All 16 U.S. intelligence agencies concluded in 2007, and again in 2011, that there is no military dimension to Iran’s nuclear program. And despite the hyperbolic reporting on it, the latest report from the IAEA said, “the Agency continues to verify the non-diversion of declared nuclear material.”

Furthermore, the notion that Iran would nuke the United States even if it did have nuclear weapons is absurd and not a single person knowledgeable about the situation or of international affairs generally believes it to be true. The United States has thousands of nuclear weapons (compared to Iran’s arsenal of zero) and would immediately retaliate  on Iran if a nuclear weapon was launched.

What conceivable benefit bombing the United States Santorum thinks the Iranians perceive, is a mystery. He seems to think the regime in Tehran has an apocalyptic religious determination to destroy the United States or Israel, yet he refuses to believe such religious rigidity extends to the regime’s fatwa, or religious ruling, against the use or possession of nuclear weapons.
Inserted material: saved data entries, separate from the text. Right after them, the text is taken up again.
//! # Headless Match Peer
//!
//! A peer joins a room on the relay, picks a team and plays. At any moment it
//! is in one of two roles:
//!
//! ### Spectator
//! Sends its held buttons as `PlayerInput`, keeps the latest `GameState`
//! snapshot the authority published and complains with `ReportLag` when
//! those snapshots stop arriving.
//!
//! ### Authority
//! Owns the [`shared::game_loop::GameLoop`], applies every forwarded input,
//! ticks at a fixed rate and publishes one snapshot per tick plus goal and
//! power-up events. On `StopGameLoop` it stops immediately and hands its
//! final snapshot back so the next authority can resume from it.
//!
//! In both roles the peer sends a `Ping` and a `ConnectionStats` heartbeat
//! every second and acknowledges ready checks, which is what the relay uses
//! to decide who should be the authority.
//!
//! ## Module Organization
//!
//! - `session`: protocol state and the per-role dispatch, no IO
//! - `input`: the ball-chasing planner standing in for a keyboard
//! - `network`: UDP transport with optional simulated latency
//!
//! ## Usage Example
//!
//! ```rust,no_run
//! use peer::network::Client;
//! use peer::session::{PeerSession, SessionConfig};
//! use shared::Team;
//! use std::time::Duration;
//!
//! #[tokio::main]
//! async fn main() -> Result<(), Box<dyn std::error::Error>> {
//!     let session = PeerSession::new(SessionConfig {
//!         room_id: 1,
//!         name: "ada".to_string(),
//!         team: Team::Red,
//!         ..SessionConfig::default()
//!     });
//!     let mut client = Client::new("127.0.0.1:8080", session, 0, Duration::from_millis(16), true).await?;
//!     client.run().await?;
//!     Ok(())
//! }
//! ```

pub mod input;
pub mod network;
pub mod session;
Iran’s nuclear policy is probably designed to signal to its aggressive adversaries (the U.S. and Israel) that they have the technological capability to build nuclear weapons in case they are attacked. Mohamed ElBaradei, former head of the IAEA, said in 2009 that he did not “believe the Iranians have made a decision to go for a nuclear weapon, but they are absolutely determined to have the technology because they believe it brings you power, prestige and an insurance policy.” This is a deterrence strategy, as opposed to a desire to actually attain nuclear weapons.

Santorum’s blind, jingoistic nationalism makes a sober look at Iran, and the entire Middle East, impossible. Referring to Iran, he said, “These are folks who have been and are at war with us since 1979. This is a country that has killed more troops in Afghanistan and Iraq than the Iraqis and Afghans.” Santorum is of course incapable of recognizing the hundreds of thousands of civilians the U.S. has killed in those two unnecessary wars along Iran’s east and west borders.

Author: John Glaser

John Glaser writes for Antiwar.com.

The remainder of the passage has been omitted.